"Gott, du bist mein Gott." Dieser Satz ist einfach phantastisch! Gott, du bist mein Gott!
Ich kann Gott im Gebet ansprechen, ganz direkt, und ihm sagen, dass er mein Gott ist. Du bist mein Gott. Nicht irgendein anderer. Und da dran gibt es auch nichts zu rütteln, du bist es. Heute, morgen, immer. Sicher, Gott ist auch der Gott anderer Leute, aller Menschen, aber eben auch mein Gott, ganz persönlich. Ich bin ihm nicht egal, er schaut auf mich. Und ich hoffentlich auf ihn.
Denn diese tiefe innere Erkenntnis des Glaubens kann ich erst haben, wenn ich auf ihn, meinen Gott schaue, wenn ich ihm gegenüber wachsam bin. Erst dann kann ich sagen, ja, du bist mein Gott. Gleichzeitig wird dieses Wissen um ihn, der mein Gott ist, meine Aufmerksamkeit hervorrufen. Das ist wechselseitig. Ich schaue auf Gott, und er befähigt mich immer wieder neu dazu, auf ihn zu schauen.

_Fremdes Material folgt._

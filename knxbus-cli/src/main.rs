//! knxbus - command-line access to the KNX bus.
//!
//! Dump bus traffic, discover KNXnet/IP servers and read or write
//! interface-object properties over tunneling, routing or a KNX USB
//! interface.

use std::error::Error;
use std::net::{Ipv4Addr, SocketAddrV4};
use std::process::ExitCode;
use std::time::Duration;

use clap::{Parser, Subcommand};
use knxbus_lib::bus::{BusEvent, Layer};
use knxbus_lib::discovery::{discover, DiscoveryConfig};
use knxbus_lib::mgmt::{MgmtConfig, MgmtConnection};
use knxbus_lib::routing::{RoutingConfig, RoutingTransport};
use knxbus_lib::tunnel::{TunnelConfig, TunnelConnection};
use knxbus_lib::usb::{UsbConfig, UsbInterface};
use tracing_subscriber::EnvFilter;

#[derive(Parser)]
#[command(name = "knxbus")]
#[command(about = "Command-line access to the KNX bus")]
#[command(version)]
struct Cli {
    /// KNXnet/IP gateway address for tunneling and management
    #[arg(short, long, env = "KNX_GATEWAY")]
    gateway: Option<Ipv4Addr>,

    /// KNXnet/IP UDP port
    #[arg(short, long, default_value_t = 3671)]
    port: u16,

    /// Use multicast routing instead of tunneling
    #[arg(long)]
    routing: bool,

    /// Use a KNX USB interface instead of the network
    #[arg(long)]
    usb: bool,

    /// USB device selector: "bus:addr" or a product-string substring
    #[arg(long)]
    device: Option<String>,

    /// Open the connection in busmonitor mode (receive-only)
    #[arg(long)]
    busmonitor: bool,

    /// Connect / response timeout in seconds
    #[arg(long, default_value_t = 10)]
    timeout: u64,

    #[command(subcommand)]
    command: Commands,
}

#[derive(Subcommand)]
enum Commands {
    /// Print every frame received from the bus until interrupted
    Dump,

    /// Discover KNXnet/IP servers on the local network
    Discover {
        /// Seconds to wait for search responses
        #[arg(long, default_value_t = 3)]
        timeout: u64,
    },

    /// Read an interface-object property
    ReadProperty {
        /// Interface object type (decimal or 0x-prefixed hex)
        #[arg(short, long, value_parser = parse_u16)]
        object: u16,

        /// Object instance
        #[arg(short, long, default_value_t = 1)]
        instance: u8,

        /// Property id
        #[arg(short = 'P', long, value_parser = parse_u8)]
        property: u8,

        /// Number of elements
        #[arg(short, long, default_value_t = 1)]
        count: u8,

        /// Start index
        #[arg(short, long, default_value_t = 1)]
        start: u16,
    },

    /// Write an interface-object property
    WriteProperty {
        #[arg(short, long, value_parser = parse_u16)]
        object: u16,

        #[arg(short, long, default_value_t = 1)]
        instance: u8,

        #[arg(short = 'P', long, value_parser = parse_u8)]
        property: u8,

        #[arg(short, long, default_value_t = 1)]
        count: u8,

        #[arg(short, long, default_value_t = 1)]
        start: u16,

        /// Data to write, as hex (e.g. "00" or "0a1b")
        #[arg(short, long)]
        data: String,
    },
}

fn parse_u16(s: &str) -> Result<u16, String> {
    let parsed = match s.strip_prefix("0x") {
        Some(hexval) => u16::from_str_radix(hexval, 16),
        None => s.parse(),
    };
    parsed.map_err(|e| e.to_string())
}

fn parse_u8(s: &str) -> Result<u8, String> {
    let parsed = match s.strip_prefix("0x") {
        Some(hexval) => u8::from_str_radix(hexval, 16),
        None => s.parse(),
    };
    parsed.map_err(|e| e.to_string())
}

#[tokio::main]
async fn main() -> ExitCode {
    tracing_subscriber::fmt()
        .with_env_filter(EnvFilter::from_default_env())
        .init();

    let cli = Cli::parse();
    match run(cli).await {
        Ok(()) => ExitCode::SUCCESS,
        Err(e) => {
            eprintln!("error: {e}");
            ExitCode::FAILURE
        }
    }
}

async fn run(cli: Cli) -> Result<(), Box<dyn Error>> {
    match &cli.command {
        Commands::Dump => dump(&cli).await,
        &Commands::Discover { timeout } => {
            let endpoints = discover(DiscoveryConfig {
                search_timeout: Duration::from_secs(timeout),
                ..Default::default()
            })
            .await?;
            if endpoints.is_empty() {
                println!("no KNXnet/IP servers found");
            }
            for ep in endpoints {
                println!("{} {}", ep.addr, ep.name());
                println!("  KNX address:  {}", ep.knx_address);
                println!("  capabilities: {:?}", ep.capabilities);
                println!("  serial:       {}", hex::encode(ep.serial_number));
                println!("  MAC:          {}", hex::encode(ep.mac_address));
            }
            Ok(())
        }
        &Commands::ReadProperty {
            object,
            instance,
            property,
            count,
            start,
        } => {
            let data = if cli.usb {
                let mut interface = usb_open(&cli).await?;
                let data = interface
                    .read_property(object, instance, property, count, start)
                    .await?;
                interface.close().await?;
                data
            } else {
                let mut conn = mgmt_open(&cli).await?;
                let data = conn
                    .read_property(object, instance, property, count, start)
                    .await?;
                conn.close().await?;
                data
            };
            println!("{}", hex::encode(data));
            Ok(())
        }
        Commands::WriteProperty {
            object,
            instance,
            property,
            count,
            start,
            data,
        } => {
            let (object, instance, property, count, start) =
                (*object, *instance, *property, *count, *start);
            let payload = hex::decode(data)?;
            if cli.usb {
                let mut interface = usb_open(&cli).await?;
                interface
                    .write_property(object, instance, property, count, start, payload)
                    .await?;
                interface.close().await?;
            } else {
                let mut conn = mgmt_open(&cli).await?;
                conn.write_property(object, instance, property, count, start, payload)
                    .await?;
                conn.close().await?;
            }
            println!("ok");
            Ok(())
        }
    }
}

async fn dump(cli: &Cli) -> Result<(), Box<dyn Error>> {
    if cli.usb {
        let mut interface = usb_open(cli).await?;
        loop {
            tokio::select! {
                event = interface.recv() => match event {
                    Some(event) => print_event(event),
                    None => break,
                },
                _ = tokio::signal::ctrl_c() => break,
            }
        }
        interface.close().await?;
    } else if cli.routing {
        if cli.busmonitor {
            return Err("busmonitor is not available over routing".into());
        }
        let mut transport = RoutingTransport::open(RoutingConfig {
            port: cli.port,
            ..Default::default()
        })
        .await?;
        loop {
            tokio::select! {
                event = transport.recv() => match event {
                    Some(event) => print_event(event),
                    None => break,
                },
                _ = tokio::signal::ctrl_c() => break,
            }
        }
        transport.close();
    } else {
        let mut conn = tunnel_open(cli).await?;
        loop {
            tokio::select! {
                event = conn.recv() => match event {
                    Some(event) => print_event(event),
                    None => break,
                },
                _ = tokio::signal::ctrl_c() => break,
            }
        }
        conn.close().await?;
    }
    Ok(())
}

fn print_event(event: BusEvent) {
    match event {
        BusEvent::Frame(frame) => println!("{frame}"),
        BusEvent::Error(reason) => eprintln!("! {reason}"),
        BusEvent::LostMessage { device_state, lost } => {
            println!("! router lost {lost} frames (device state {device_state:#04x})")
        }
        BusEvent::Busy {
            wait_time,
            control,
            busy_counter,
        } => println!("! router busy: wait {wait_time} ms (control {control:#06x}, count {busy_counter})"),
        BusEvent::Reset => println!("! bus reset"),
        BusEvent::Disconnected => println!("! disconnected"),
    }
}

fn gateway_addr(cli: &Cli) -> Result<SocketAddrV4, Box<dyn Error>> {
    let ip = cli
        .gateway
        .ok_or("a gateway address is required (--gateway or KNX_GATEWAY)")?;
    Ok(SocketAddrV4::new(ip, cli.port))
}

async fn tunnel_open(cli: &Cli) -> Result<TunnelConnection, Box<dyn Error>> {
    let layer = if cli.busmonitor {
        Layer::Busmonitor
    } else {
        Layer::LinkLayer
    };
    let config = TunnelConfig::new(gateway_addr(cli)?)
        .with_layer(layer)
        .with_connect_timeout(Duration::from_secs(cli.timeout));
    Ok(TunnelConnection::open(config).await?)
}

async fn mgmt_open(cli: &Cli) -> Result<MgmtConnection, Box<dyn Error>> {
    let config = MgmtConfig::new(gateway_addr(cli)?);
    Ok(MgmtConnection::open(config).await?)
}

async fn usb_open(cli: &Cli) -> Result<UsbInterface, Box<dyn Error>> {
    let config = UsbConfig {
        busmonitor: cli.busmonitor,
        device: cli.device.clone(),
        response_timeout: Duration::from_secs(cli.timeout),
        ..Default::default()
    };
    Ok(UsbInterface::open(config).await?)
}
//! SEARCH_RESPONSE parsing and capability derivation tests.

mod common;

use std::net::{Ipv4Addr, SocketAddrV4};

use common::*;
use knxbus_lib::discovery::{search_request, Capabilities, Endpoint};
use knxbus_lib::knxnet::{self, ServiceType};

/// Assemble a SEARCH_RESPONSE body: control HPAI, device-info DIB,
/// service-families DIB.
fn search_response_body(families: &[(u8, u8)]) -> Vec<u8> {
    let mut body = Vec::new();
    // control endpoint 192.168.200.12:3671
    body.extend_from_slice(&[0x08, 0x01, 192, 168, 200, 12, 0x0E, 0x57]);
    // device info DIB (54 bytes)
    body.extend_from_slice(&[54, 0x01]);
    body.push(0x02); // medium TP1
    body.push(0x01); // status: programming mode
    body.extend_from_slice(&[0x11, 0x00]); // individual address 1.1.0
    body.extend_from_slice(&[0x00, 0x11]); // project installation id
    body.extend_from_slice(&[0x00, 0x01, 0x11, 0x11, 0x11, 0x11]); // serial
    body.extend_from_slice(&[224, 0, 23, 12]); // routing multicast
    body.extend_from_slice(&[0x45, 0x49, 0x42, 0x6E, 0x65, 0x74]); // MAC
    body.extend_from_slice(b"MYHOME\0\0\0\0\0\0\0\0\0\0\0\0\0\0\0\0\0\0\0\0\0\0\0\0");
    // service families DIB
    body.push(2 + 2 * families.len() as u8);
    body.push(0x02);
    for (family, version) in families {
        body.push(*family);
        body.push(*version);
    }
    body
}

#[test]
fn parse_search_response() {
    let body = search_response_body(&[(0x02, 1), (0x03, 2), (0x04, 1), (0x05, 1)]);
    let endpoint = Endpoint::parse(&body).unwrap();

    assert_eq!(
        endpoint.addr,
        SocketAddrV4::new(Ipv4Addr::new(192, 168, 200, 12), 3671)
    );
    assert_eq!(endpoint.knx_medium, 0x02);
    assert_eq!(endpoint.device_state, 0x01);
    assert_eq!(endpoint.knx_address, IndividualAddress::new(1, 1, 0));
    assert_eq!(endpoint.project_installation_id, 0x0011);
    assert_eq!(endpoint.serial_number, [0x00, 0x01, 0x11, 0x11, 0x11, 0x11]);
    assert_eq!(endpoint.mac_address, [0x45, 0x49, 0x42, 0x6E, 0x65, 0x74]);
    assert_eq!(endpoint.name(), "MYHOME");
    assert_eq!(endpoint.service_families.len(), 4);
    assert!(endpoint.capabilities.contains(
        Capabilities::CORE
            | Capabilities::DEVICE_MANAGEMENT
            | Capabilities::TUNNELLING
            | Capabilities::ROUTING
    ));
}

#[test]
fn capabilities_follow_the_family_list() {
    // Core + tunnelling + routing: management stays clear.
    let body = search_response_body(&[(0x02, 1), (0x04, 1), (0x05, 1)]);
    let endpoint = Endpoint::parse(&body).unwrap();
    assert!(endpoint.capabilities.contains(Capabilities::CORE));
    assert!(endpoint.capabilities.contains(Capabilities::TUNNELLING));
    assert!(endpoint.capabilities.contains(Capabilities::ROUTING));
    assert!(!endpoint.capabilities.contains(Capabilities::DEVICE_MANAGEMENT));
    assert!(!endpoint.capabilities.contains(Capabilities::OBJECT_SERVER));
}

#[test]
fn unknown_dibs_are_skipped() {
    let mut body = search_response_body(&[(0x04, 1)]);
    // Append a manufacturer-data DIB; it must not break parsing.
    body.extend_from_slice(&[0x06, 0xFE, 0x00, 0x01, 0xAA, 0xBB]);
    let endpoint = Endpoint::parse(&body).unwrap();
    assert!(endpoint.capabilities.contains(Capabilities::TUNNELLING));
}

#[test]
fn truncated_response_is_an_error() {
    assert!(Endpoint::parse(&[0x08, 0x01, 192, 168]).is_err());
}

#[test]
fn search_request_layout() {
    let datagram = search_request(50123);
    let (service, body) = knxnet::parse_frame(&datagram).unwrap();
    assert_eq!(service, ServiceType::SearchRequest);
    assert_eq!(datagram.len(), 14);
    // NAT form: unspecified address, concrete port.
    assert_eq!(&body[..6], &[0x08, 0x01, 0, 0, 0, 0]);
    assert_eq!(u16::from_be_bytes([body[6], body[7]]), 50123);
}
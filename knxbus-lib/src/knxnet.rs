//! KNXnet/IP wire layer: the six-byte envelope shared by every UDP service
//! and the connection-management structures built on top of it.

use std::net::{Ipv4Addr, SocketAddr, SocketAddrV4};

use bytes::{BufMut, Bytes, BytesMut};
use num_enum::{FromPrimitive, IntoPrimitive};

use crate::bus::Layer;
use crate::error::{KnxError, Result};

/// KNXnet/IP protocol version 1.0.
pub const PROTOCOL_VERSION: u8 = 0x10;

/// Envelope header length.
pub const HEADER_SIZE: usize = 6;

/// Default KNXnet/IP UDP port.
pub const DEFAULT_PORT: u16 = 3671;

/// System setup multicast group used for discovery and routing.
pub const MULTICAST_GROUP: Ipv4Addr = Ipv4Addr::new(224, 0, 23, 12);

/// KNXnet/IP service type identifiers.
#[derive(Debug, Clone, Copy, PartialEq, Eq, IntoPrimitive, FromPrimitive)]
#[repr(u16)]
pub enum ServiceType {
    SearchRequest = 0x0201,
    SearchResponse = 0x0202,
    DescriptionRequest = 0x0203,
    DescriptionResponse = 0x0204,
    ConnectRequest = 0x0205,
    ConnectResponse = 0x0206,
    ConnectionstateRequest = 0x0207,
    ConnectionstateResponse = 0x0208,
    DisconnectRequest = 0x0209,
    DisconnectResponse = 0x020A,
    DeviceConfigurationRequest = 0x0310,
    DeviceConfigurationAck = 0x0311,
    TunnellingRequest = 0x0420,
    TunnellingAck = 0x0421,
    RoutingIndication = 0x0530,
    RoutingLostMessage = 0x0531,
    RoutingBusy = 0x0532,

    #[num_enum(catch_all)]
    Unknown(u16),
}

/// Connection error codes carried in CONNECT/CONNECTIONSTATE status octets.
pub mod status {
    pub const NO_ERROR: u8 = 0x00;
    pub const CONNECTION_ID: u8 = 0x21;
    pub const CONNECTION_TYPE: u8 = 0x22;
    pub const CONNECTION_OPTION: u8 = 0x23;
    pub const NO_MORE_CONNECTIONS: u8 = 0x24;
    pub const DATA_CONNECTION: u8 = 0x26;
    pub const KNX_CONNECTION: u8 = 0x27;
    pub const TUNNELLING_LAYER: u8 = 0x29;

    /// Human-readable description for CLI diagnostics.
    pub fn text(code: u8) -> &'static str {
        match code {
            NO_ERROR => "no error",
            CONNECTION_ID => "connection id not found",
            CONNECTION_TYPE => "connection type not supported",
            CONNECTION_OPTION => "connection option not supported",
            NO_MORE_CONNECTIONS => "no more connections available",
            DATA_CONNECTION => "data connection error",
            KNX_CONNECTION => "KNX connection error",
            TUNNELLING_LAYER => "tunnelling layer not supported",
            _ => "unknown error",
        }
    }
}

/// Split a datagram into service type and body, validating the envelope.
pub fn parse_frame(datagram: &[u8]) -> Result<(ServiceType, &[u8])> {
    if datagram.len() < HEADER_SIZE || datagram[0] != HEADER_SIZE as u8 {
        return Err(KnxError::BadHeader);
    }
    if datagram[1] != PROTOCOL_VERSION {
        return Err(KnxError::BadVersion(datagram[1]));
    }
    let service = ServiceType::from_primitive(u16::from_be_bytes([datagram[2], datagram[3]]));
    let total = u16::from_be_bytes([datagram[4], datagram[5]]) as usize;
    if total < HEADER_SIZE || datagram.len() < total {
        return Err(KnxError::LengthMismatch {
            expected: total,
            actual: datagram.len(),
        });
    }
    Ok((service, &datagram[HEADER_SIZE..total]))
}

/// Wrap a service body in the six-byte envelope.
pub fn build_frame(service: ServiceType, body: &[u8]) -> Bytes {
    let mut buf = BytesMut::with_capacity(HEADER_SIZE + body.len());
    buf.put_u8(HEADER_SIZE as u8);
    buf.put_u8(PROTOCOL_VERSION);
    buf.put_u16(service.into());
    buf.put_u16((HEADER_SIZE + body.len()) as u16);
    buf.put_slice(body);
    buf.freeze()
}

/// Host Protocol Address Information: an eight-byte IPv4/UDP endpoint
/// descriptor. The unspecified form `0.0.0.0:0` asks the peer to use the
/// observed datagram source instead (NAT mode).
#[derive(Debug, Clone, Copy, PartialEq, Eq)]
pub struct Hpai {
    pub addr: SocketAddrV4,
}

impl Hpai {
    pub const SIZE: usize = 8;
    const IPV4_UDP: u8 = 0x01;

    pub fn new(addr: SocketAddrV4) -> Self {
        Self { addr }
    }

    pub fn unspecified() -> Self {
        Self {
            addr: SocketAddrV4::new(Ipv4Addr::UNSPECIFIED, 0),
        }
    }

    pub fn is_unspecified(&self) -> bool {
        self.addr.ip().is_unspecified() || self.addr.port() == 0
    }

    /// Resolve the NAT form against the datagram source that carried it.
    pub fn or_observed(self, from: SocketAddr) -> SocketAddrV4 {
        match from {
            SocketAddr::V4(observed) if self.is_unspecified() => observed,
            _ => self.addr,
        }
    }

    pub fn parse(data: &[u8]) -> Result<Self> {
        if data.len() < Self::SIZE || data[0] != Self::SIZE as u8 {
            return Err(KnxError::BadHeader);
        }
        if data[1] != Self::IPV4_UDP {
            return Err(KnxError::BadHeader);
        }
        let ip = Ipv4Addr::new(data[2], data[3], data[4], data[5]);
        let port = u16::from_be_bytes([data[6], data[7]]);
        Ok(Self {
            addr: SocketAddrV4::new(ip, port),
        })
    }

    pub fn write(&self, buf: &mut BytesMut) {
        buf.put_u8(Self::SIZE as u8);
        buf.put_u8(Self::IPV4_UDP);
        buf.put_slice(&self.addr.ip().octets());
        buf.put_u16(self.addr.port());
    }
}

/// Four-byte connection header carried by TUNNELLING and
/// DEVICE_CONFIGURATION frames. The last octet is the sequence status in
/// ACKs and reserved in requests.
#[derive(Debug, Clone, Copy, PartialEq, Eq)]
pub struct ConnectionHeader {
    pub channel: u8,
    pub seq: u8,
    pub status: u8,
}

impl ConnectionHeader {
    pub const SIZE: usize = 4;

    /// Parse the header and return the remaining payload.
    pub fn parse(body: &[u8]) -> Result<(Self, &[u8])> {
        if body.len() < Self::SIZE || (body[0] as usize) < Self::SIZE {
            return Err(KnxError::BadHeader);
        }
        let skip = body[0] as usize;
        if body.len() < skip {
            return Err(KnxError::BadHeader);
        }
        Ok((
            Self {
                channel: body[1],
                seq: body[2],
                status: body[3],
            },
            &body[skip..],
        ))
    }

    fn write(&self, buf: &mut BytesMut) {
        buf.put_u8(Self::SIZE as u8);
        buf.put_u8(self.channel);
        buf.put_u8(self.seq);
        buf.put_u8(self.status);
    }
}

/// Connection request information block.
#[derive(Debug, Clone, Copy, PartialEq, Eq)]
pub enum Cri {
    /// Tunnelling connection (type 0x04) on the given layer.
    Tunnel { layer: Layer },
    /// Device management connection (type 0x03).
    DeviceManagement,
}

impl Cri {
    const TUNNEL_CONNECTION: u8 = 0x04;
    const DEVICE_MGMT_CONNECTION: u8 = 0x03;

    fn write(&self, buf: &mut BytesMut) {
        match self {
            Cri::Tunnel { layer } => {
                buf.put_u8(4);
                buf.put_u8(Self::TUNNEL_CONNECTION);
                buf.put_u8(*layer as u8);
                buf.put_u8(0);
            }
            Cri::DeviceManagement => {
                buf.put_u8(2);
                buf.put_u8(Self::DEVICE_MGMT_CONNECTION);
            }
        }
    }
}

/// Build a CONNECT_REQUEST datagram with control and data endpoints.
pub fn connect_request(control: Hpai, data: Hpai, cri: Cri) -> Bytes {
    let mut body = BytesMut::with_capacity(2 * Hpai::SIZE + 4);
    control.write(&mut body);
    data.write(&mut body);
    cri.write(&mut body);
    build_frame(ServiceType::ConnectRequest, &body)
}

/// Parsed CONNECT_RESPONSE body.
#[derive(Debug, Clone, Copy, PartialEq, Eq)]
pub struct ConnectResponse {
    pub channel: u8,
    pub status: u8,
    pub data_endpoint: Hpai,
}

impl ConnectResponse {
    pub fn parse(body: &[u8]) -> Result<Self> {
        if body.len() < 2 {
            return Err(KnxError::BadHeader);
        }
        let (channel, status) = (body[0], body[1]);
        // Error responses may omit the data endpoint and CRD.
        let data_endpoint = if status == status::NO_ERROR && body.len() >= 2 + Hpai::SIZE {
            Hpai::parse(&body[2..])?
        } else {
            Hpai::unspecified()
        };
        Ok(Self {
            channel,
            status,
            data_endpoint,
        })
    }
}

/// CONNECTIONSTATE_REQUEST (heartbeat) datagram.
pub fn connectionstate_request(channel: u8, control: Hpai) -> Bytes {
    let mut body = BytesMut::with_capacity(2 + Hpai::SIZE);
    body.put_u8(channel);
    body.put_u8(0);
    control.write(&mut body);
    build_frame(ServiceType::ConnectionstateRequest, &body)
}

/// CONNECTIONSTATE_RESPONSE datagram (also sent to answer a
/// server-initiated heartbeat).
pub fn connectionstate_response(channel: u8, status_code: u8) -> Bytes {
    build_frame(ServiceType::ConnectionstateResponse, &[channel, status_code])
}

/// Parse a `{channel, status}` body (CONNECTIONSTATE_RESPONSE and
/// DISCONNECT_RESPONSE share the shape).
pub fn parse_channel_status(body: &[u8]) -> Result<(u8, u8)> {
    if body.len() < 2 {
        return Err(KnxError::BadHeader);
    }
    Ok((body[0], body[1]))
}

/// Parse a `{channel, reserved, control HPAI}` body (CONNECTIONSTATE_REQUEST
/// and DISCONNECT_REQUEST share the shape). The HPAI is tolerated missing.
pub fn parse_channel_request(body: &[u8]) -> Result<u8> {
    if body.is_empty() {
        return Err(KnxError::BadHeader);
    }
    Ok(body[0])
}

/// DISCONNECT_REQUEST datagram.
pub fn disconnect_request(channel: u8, control: Hpai) -> Bytes {
    let mut body = BytesMut::with_capacity(2 + Hpai::SIZE);
    body.put_u8(channel);
    body.put_u8(0);
    control.write(&mut body);
    build_frame(ServiceType::DisconnectRequest, &body)
}

/// DISCONNECT_RESPONSE datagram.
pub fn disconnect_response(channel: u8, status_code: u8) -> Bytes {
    build_frame(ServiceType::DisconnectResponse, &[channel, status_code])
}

/// TUNNELLING_REQUEST datagram carrying a cEMI frame.
pub fn tunnelling_request(channel: u8, seq: u8, cemi: &[u8]) -> Bytes {
    data_request(ServiceType::TunnellingRequest, channel, seq, cemi)
}

/// TUNNELLING_ACK datagram.
pub fn tunnelling_ack(channel: u8, seq: u8, status_code: u8) -> Bytes {
    data_ack(ServiceType::TunnellingAck, channel, seq, status_code)
}

/// DEVICE_CONFIGURATION_REQUEST datagram carrying a cEMI property frame.
pub fn device_configuration_request(channel: u8, seq: u8, cemi: &[u8]) -> Bytes {
    data_request(ServiceType::DeviceConfigurationRequest, channel, seq, cemi)
}

/// DEVICE_CONFIGURATION_ACK datagram.
pub fn device_configuration_ack(channel: u8, seq: u8, status_code: u8) -> Bytes {
    data_ack(ServiceType::DeviceConfigurationAck, channel, seq, status_code)
}

fn data_request(service: ServiceType, channel: u8, seq: u8, cemi: &[u8]) -> Bytes {
    let mut body = BytesMut::with_capacity(ConnectionHeader::SIZE + cemi.len());
    ConnectionHeader {
        channel,
        seq,
        status: 0,
    }
    .write(&mut body);
    body.put_slice(cemi);
    build_frame(service, &body)
}

fn data_ack(service: ServiceType, channel: u8, seq: u8, status_code: u8) -> Bytes {
    let mut body = BytesMut::with_capacity(ConnectionHeader::SIZE);
    ConnectionHeader {
        channel,
        seq,
        status: status_code,
    }
    .write(&mut body);
    build_frame(service, &body)
}

/// ROUTING_INDICATION datagram carrying a cEMI frame.
pub fn routing_indication(cemi: &[u8]) -> Bytes {
    build_frame(ServiceType::RoutingIndication, cemi)
}

/// Parsed ROUTING_LOST_MESSAGE body.
#[derive(Debug, Clone, Copy, PartialEq, Eq)]
pub struct RoutingLost {
    pub device_state: u8,
    pub lost: u16,
}

impl RoutingLost {
    pub fn parse(body: &[u8]) -> Result<Self> {
        if body.len() < 4 {
            return Err(KnxError::BadHeader);
        }
        Ok(Self {
            device_state: body[1],
            lost: u16::from_be_bytes([body[2], body[3]]),
        })
    }

    pub fn to_frame(self) -> Bytes {
        let mut body = BytesMut::with_capacity(4);
        body.put_u8(4);
        body.put_u8(self.device_state);
        body.put_u16(self.lost);
        build_frame(ServiceType::RoutingLostMessage, &body)
    }
}

/// Parsed ROUTING_BUSY body.
#[derive(Debug, Clone, Copy, PartialEq, Eq)]
pub struct RoutingBusy {
    pub device_state: u8,
    /// Requested pause before resuming transmission, in milliseconds.
    pub wait_time: u16,
    pub control: u16,
}

impl RoutingBusy {
    pub fn parse(body: &[u8]) -> Result<Self> {
        if body.len() < 6 {
            return Err(KnxError::BadHeader);
        }
        Ok(Self {
            device_state: body[1],
            wait_time: u16::from_be_bytes([body[2], body[3]]),
            control: u16::from_be_bytes([body[4], body[5]]),
        })
    }

    pub fn to_frame(self) -> Bytes {
        let mut body = BytesMut::with_capacity(6);
        body.put_u8(6);
        body.put_u8(self.device_state);
        body.put_u16(self.wait_time);
        body.put_u16(self.control);
        build_frame(ServiceType::RoutingBusy, &body)
    }
}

"Gott, du bist mein Gott" – Diese Worte sind der Anfang von Psalm 63. In der deutschen Übersetzung heißt es weiter: Dich suche ich. Das ist, wie ich finde, etwas verkürzt. Denn hier fehlt ein wichtiges Wort: "Licht"! Wir Zisterzienserinnen beten diesen Psalm am Sonntagmorgen zur Laudes, und zwar auf Latein. Deus, Deus meus es tu. Ad te de luce vigilo. Zugegeben, das lässt sich nicht so leicht übersetzen. Jedes Wort hat eine Bedeutung. Ad te – zu dir, de luce – aus dem Licht, vigilo – wache ich. Man könnte vielleicht sagen "zu dir hin wache ich am Morgen". Denn nicht umsonst ist dieser Psalm ein Laudes-Psalm, der am Morgen gebetet wird, bei Sonnenaufgang. Der Mensch wird wach und richtet sich auf zum Gebet. Die Seele richtet sich auf und wendet sich an Gott, voller Freude über diesen Gott, der mein Gott ist, der mein Licht ist.
Der Kirchenvater Augustinus weist in seinem Kommentar zu diesem Psalm auf zwei unterschiedliche Arten von Schlaf hin: den Schlaf des Körpers und den Schlaf der Seele. Der Schlaf des Körpers ist gut; er dient der Erholung und Erfrischung.
Aber der Schlaf der Seele ist schlecht. Denn er bedeutet, dass sie Gott vergisst. Wenn die Seele schläft, ist es dunkel, denn die Seele ist die Verbindung des Menschen mit dem Licht Gottes. Die Seele hält unentwegt Ausschau nach Gott, sie sucht ihn, sie wacht, sie strebt zu Gott hin. Und Gott erleuchtet die Seele und macht sie wachend und ohne sein Licht schlummert sie.
Deshalb finde ich es so schade, dass in der deutschen Übersetzung dieses "Licht" verloren geht. "De Luce" – aus dem Licht zum Licht. Früh am Morgen. Zu den Laudes, zum Lob Gottes.